◆ Directions for this task
Select, from the material below, each line with "content" in it.

** Opening Material shown block **

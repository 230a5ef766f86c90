// Copyright 2026 the Weblayer Authors
// SPDX-License-Identifier: Apache-2.0 OR MIT

//! Per-tick transitions and frame change tracking.
//!
//! Each tick walks the tree parent-before-child and:
//!
//! 1. Eases every laid-out layer's pose toward its default pose.
//! 2. Eases opacity toward 1 for attached `Active` layers and toward 0 for
//!    layers pending removal, then multiplies in the parent's effective
//!    opacity.
//! 3. Disposes layers pending removal whose opacity reached zero.
//!
//! Values within the configured tolerance of their target snap to it, so
//! every transition ends after finitely many ticks.
//!
//! Movement is recorded on the [`dirty`](crate::dirty) channels and drained
//! into [`FrameChanges`], the same way for every tick.

use std::collections::HashMap;

use crate::config::WebLayerConfig;
use crate::dirty;
use crate::layer::{LayerId, LayerState, LayerStore, Pose};

/// Changes produced by a single tick.
///
/// Ids refer to layers in the store the tick ran on; read current values
/// with [`LayerStore::get`] and [`LayerNode::content`](crate::layer::LayerNode::content).
#[derive(Clone, Debug, Default, PartialEq, Eq)]
pub struct FrameChanges {
    /// Layers whose interpolated pose moved.
    pub poses: Vec<LayerId>,
    /// Layers whose effective opacity changed.
    pub opacities: Vec<LayerId>,
    /// Layers whose displayed texture changed.
    pub content: Vec<LayerId>,
    /// Layers whose content was attached since the previous tick.
    pub added: Vec<LayerId>,
    /// Presented layers disposed since the previous tick.
    pub removed: Vec<LayerId>,
    /// Whether layers were created, attached, or disposed.
    pub topology_changed: bool,
}

impl FrameChanges {
    /// Whether nothing changed.
    #[must_use]
    pub fn is_empty(&self) -> bool {
        self.poses.is_empty()
            && self.opacities.is_empty()
            && self.content.is_empty()
            && self.added.is_empty()
            && self.removed.is_empty()
            && !self.topology_changed
    }

    /// Clears all change lists.
    pub fn clear(&mut self) {
        self.poses.clear();
        self.opacities.clear();
        self.content.clear();
        self.added.clear();
        self.removed.clear();
        self.topology_changed = false;
    }
}

/// Moves `current` one step toward `target`.
fn approach(current: f64, target: f64, config: &WebLayerConfig) -> f64 {
    if (target - current).abs() <= config.tolerance {
        return target;
    }
    let next = (config.interpolate)(current, target, config.lerp_factor);
    if (target - next).abs() <= config.tolerance || !next.is_finite() {
        target
    } else {
        next
    }
}

fn approach_pose(current: Pose, target: Pose, config: &WebLayerConfig) -> Pose {
    let mut next = current;
    for i in 0..3 {
        next.position[i] = approach(current.position[i], target.position[i], config);
        next.scale[i] = approach(current.scale[i], target.scale[i], config);
    }
    next
}

/// Advances every transition by one tick.
///
/// Returns the accumulated changes and the ids disposed during this tick.
pub(crate) fn tick<E>(store: &mut LayerStore<E>, config: &WebLayerConfig) -> (FrameChanges, Vec<LayerId>) {
    let mut effective: HashMap<LayerId, f64> = HashMap::new();
    let mut converged = Vec::new();

    for id in store.traverse() {
        let parent_opacity = store
            .parent(id)
            .and_then(|p| effective.get(&p).copied())
            .unwrap_or(1.0);
        let Some(node) = store.get_mut(id) else {
            continue;
        };

        let mut pose_moved = false;
        if node.laid_out {
            let next = approach_pose(node.pose, node.default_pose, config);
            pose_moved = next != node.pose;
            node.pose = next;
        }

        let target = match node.lifecycle {
            LayerState::Active if node.attached => 1.0,
            LayerState::Active => node.opacity,
            LayerState::PendingRemoval | LayerState::Disposed => 0.0,
        };
        node.opacity = approach(node.opacity, target, config);
        let eff = parent_opacity * node.opacity;
        let opacity_moved = eff != node.effective_opacity;
        node.effective_opacity = eff;
        effective.insert(id, eff);

        if node.lifecycle == LayerState::PendingRemoval && node.opacity == 0.0 {
            converged.push(id);
        }

        if pose_moved {
            store.mark(id, dirty::POSE);
        }
        if opacity_moved {
            store.mark(id, dirty::OPACITY);
        }
    }

    let mut disposed = Vec::new();
    for id in converged {
        let ids = store.dispose(id);
        if !ids.is_empty() {
            tracing::debug!(layer = %id, subtree = ids.len(), "layer disposed");
        }
        disposed.extend(ids);
    }

    let changes = FrameChanges {
        poses: store.drain(dirty::POSE),
        opacities: store.drain(dirty::OPACITY),
        content: store.drain(dirty::CONTENT),
        topology_changed: !store.drain(dirty::TOPOLOGY).is_empty() || !disposed.is_empty(),
        added: store.take_added(),
        removed: store.take_removed(),
    };
    (changes, disposed)
}
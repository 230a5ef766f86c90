// Copyright 2026 the Weblayer Authors
// SPDX-License-Identifier: Apache-2.0 OR MIT

//! Errors returned by the public layer API.

use crate::layer::LayerId;

/// Errors from [`WebLayer`](crate::WebLayer) operations.
#[derive(Clone, Debug, PartialEq, Eq, thiserror::Error)]
pub enum LayerError {
    /// No live layer has this id.
    #[error("no live layer with id {0:?}")]
    UnknownLayer(LayerId),
    /// The layer does not declare the requested state.
    #[error("layer {layer:?} has no state named `{state}`")]
    UnknownState {
        /// The layer.
        layer: LayerId,
        /// The requested state name.
        state: String,
    },
    /// The layer tree was disposed.
    #[error("layer tree has been disposed")]
    Disposed,
}
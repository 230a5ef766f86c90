// Copyright 2026 the Weblayer Authors
// SPDX-License-Identifier: Apache-2.0 OR MIT

//! Structured diagnostics for the refresh pipeline.
//!
//! [`TraceSink`] has one method per event, each defaulting to a no-op, so a
//! sink only overrides the events it cares about. The engine holds one sink
//! per tree (see [`WebLayer::set_trace_sink`](crate::WebLayer::set_trace_sink))
//! and calls it from the points where refresh decisions are made.
//!
//! Human-readable logging goes through `tracing` independently of the sink.

use std::cell::RefCell;
use std::rc::Rc;

use crate::layer::LayerId;
use crate::raster::RasterizeError;

// ---------------------------------------------------------------------------
// Enums
// ---------------------------------------------------------------------------

/// Why a structural refresh was requested.
#[derive(Clone, Copy, Debug, PartialEq, Eq, Hash)]
pub enum RefreshReason {
    /// First refresh after construction.
    Initial,
    /// Requested through [`WebLayer::refresh`](crate::WebLayer::refresh).
    Explicit,
    /// A child-list mutation.
    ChildList,
    /// An observed element changed size.
    Resize,
    /// An interactive event on a form control.
    Interaction,
    /// The change queue overflowed, so changes may have been dropped.
    Overflow,
    /// A patchable change arrived while no snapshot was current.
    MissingSnapshot,
    /// A patchable change targeted an element absent from the snapshot.
    MissingCounterpart,
}

// ---------------------------------------------------------------------------
// Event structs
// ---------------------------------------------------------------------------

/// Emitted once per processed change batch.
#[derive(Clone, Copy, Debug)]
pub struct BatchEvent {
    /// Number of change events in the batch.
    pub events: usize,
    /// Structural refresh triggered by the batch, if any.
    pub structural: Option<RefreshReason>,
    /// Number of layers refreshed locally.
    pub local: usize,
}

/// Emitted when a structural refresh starts.
#[derive(Clone, Copy, Debug)]
pub struct RefreshRequestedEvent {
    /// What triggered it.
    pub reason: RefreshReason,
    /// Live layers after the tree rebuild.
    pub layers: usize,
}

/// Emitted when a document clone becomes the current snapshot.
#[derive(Clone, Copy, Debug)]
pub struct SnapshotCommittedEvent {
    /// Generation of the committed snapshot.
    pub generation: u64,
    /// Number of indexed counterpart elements.
    pub indexed: usize,
}

/// Emitted when a document clone completes after being superseded.
#[derive(Clone, Copy, Debug)]
pub struct SnapshotDiscardedEvent {
    /// Generation of the discarded snapshot.
    pub generation: u64,
    /// Generation that superseded it.
    pub latest: u64,
}

/// Emitted when a layer state has been rasterized and committed.
#[derive(Clone, Copy, Debug)]
pub struct LayerRasterizedEvent<'a> {
    /// The layer.
    pub layer: LayerId,
    /// The rasterized state.
    pub state: &'a str,
    /// Snapshot generation the pixels came from.
    pub generation: u64,
    /// Output width in device pixels.
    pub width: u32,
    /// Output height in device pixels.
    pub height: u32,
}

/// Emitted when rasterizing a layer state failed.
#[derive(Clone, Copy, Debug)]
pub struct RasterizeFailedEvent<'a> {
    /// The layer.
    pub layer: LayerId,
    /// The state being rasterized, or `None` if the layer's counterpart was
    /// missing.
    pub state: Option<&'a str>,
    /// Snapshot generation used.
    pub generation: u64,
    /// The failure, if the rasterizer reported one.
    pub error: Option<&'a RasterizeError>,
}

/// Emitted when a layer is disposed.
#[derive(Clone, Copy, Debug)]
pub struct LayerRemovedEvent {
    /// The disposed layer.
    pub layer: LayerId,
}

// ---------------------------------------------------------------------------
// TraceSink trait
// ---------------------------------------------------------------------------

/// Receives diagnostics from the refresh pipeline.
///
/// All methods have default no-op implementations.
pub trait TraceSink {
    /// Called after a change batch has been classified.
    fn on_batch(&mut self, e: &BatchEvent) {
        _ = e;
    }

    /// Called when a structural refresh starts.
    fn on_refresh_requested(&mut self, e: &RefreshRequestedEvent) {
        _ = e;
    }

    /// Called when a snapshot is committed as current.
    fn on_snapshot_committed(&mut self, e: &SnapshotCommittedEvent) {
        _ = e;
    }

    /// Called when a superseded snapshot is torn down.
    fn on_snapshot_discarded(&mut self, e: &SnapshotDiscardedEvent) {
        _ = e;
    }

    /// Called when a layer state texture is committed.
    fn on_layer_rasterized(&mut self, e: &LayerRasterizedEvent<'_>) {
        _ = e;
    }

    /// Called when rasterizing a layer state fails.
    fn on_rasterize_failed(&mut self, e: &RasterizeFailedEvent<'_>) {
        _ = e;
    }

    /// Called when a layer is disposed.
    fn on_layer_removed(&mut self, e: &LayerRemovedEvent) {
        _ = e;
    }
}

// ---------------------------------------------------------------------------
// NoopSink
// ---------------------------------------------------------------------------

/// A [`TraceSink`] that discards all events.
#[derive(Clone, Copy, Debug, Default)]
pub struct NoopSink;

impl TraceSink for NoopSink {}

// ---------------------------------------------------------------------------
// Tracer
// ---------------------------------------------------------------------------

/// Shared handle to the tree's sink.
///
/// Cloned into every task that reports events. Sinks must not call back into
/// the engine.
#[derive(Clone)]
pub(crate) struct Tracer {
    sink: Rc<RefCell<Box<dyn TraceSink>>>,
}

impl core::fmt::Debug for Tracer {
    fn fmt(&self, f: &mut core::fmt::Formatter<'_>) -> core::fmt::Result {
        f.debug_struct("Tracer").finish_non_exhaustive()
    }
}

impl Default for Tracer {
    fn default() -> Self {
        Self {
            sink: Rc::new(RefCell::new(Box::new(NoopSink))),
        }
    }
}

impl Tracer {
    pub(crate) fn set_sink(&self, sink: Box<dyn TraceSink>) {
        *self.sink.borrow_mut() = sink;
    }

    pub(crate) fn batch(&self, e: &BatchEvent) {
        self.sink.borrow_mut().on_batch(e);
    }

    pub(crate) fn refresh_requested(&self, e: &RefreshRequestedEvent) {
        self.sink.borrow_mut().on_refresh_requested(e);
    }

    pub(crate) fn snapshot_committed(&self, e: &SnapshotCommittedEvent) {
        self.sink.borrow_mut().on_snapshot_committed(e);
    }

    pub(crate) fn snapshot_discarded(&self, e: &SnapshotDiscardedEvent) {
        self.sink.borrow_mut().on_snapshot_discarded(e);
    }

    pub(crate) fn layer_rasterized(&self, e: &LayerRasterizedEvent<'_>) {
        self.sink.borrow_mut().on_layer_rasterized(e);
    }

    pub(crate) fn rasterize_failed(&self, e: &RasterizeFailedEvent<'_>) {
        self.sink.borrow_mut().on_rasterize_failed(e);
    }

    pub(crate) fn layer_removed(&self, e: &LayerRemovedEvent) {
        self.sink.borrow_mut().on_layer_removed(e);
    }
}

** Closing Material shown block **

◆ Exercise solution
/// with [`LayerStore::get`] and [`LayerNode::content`](crate::layer::LayerNode::content).
    pub content: Vec<LayerId>,
    /// Layers whose content was attached since the previous tick.
            && self.content.is_empty()
        self.content.clear();
        content: store.drain(dirty::CONTENT),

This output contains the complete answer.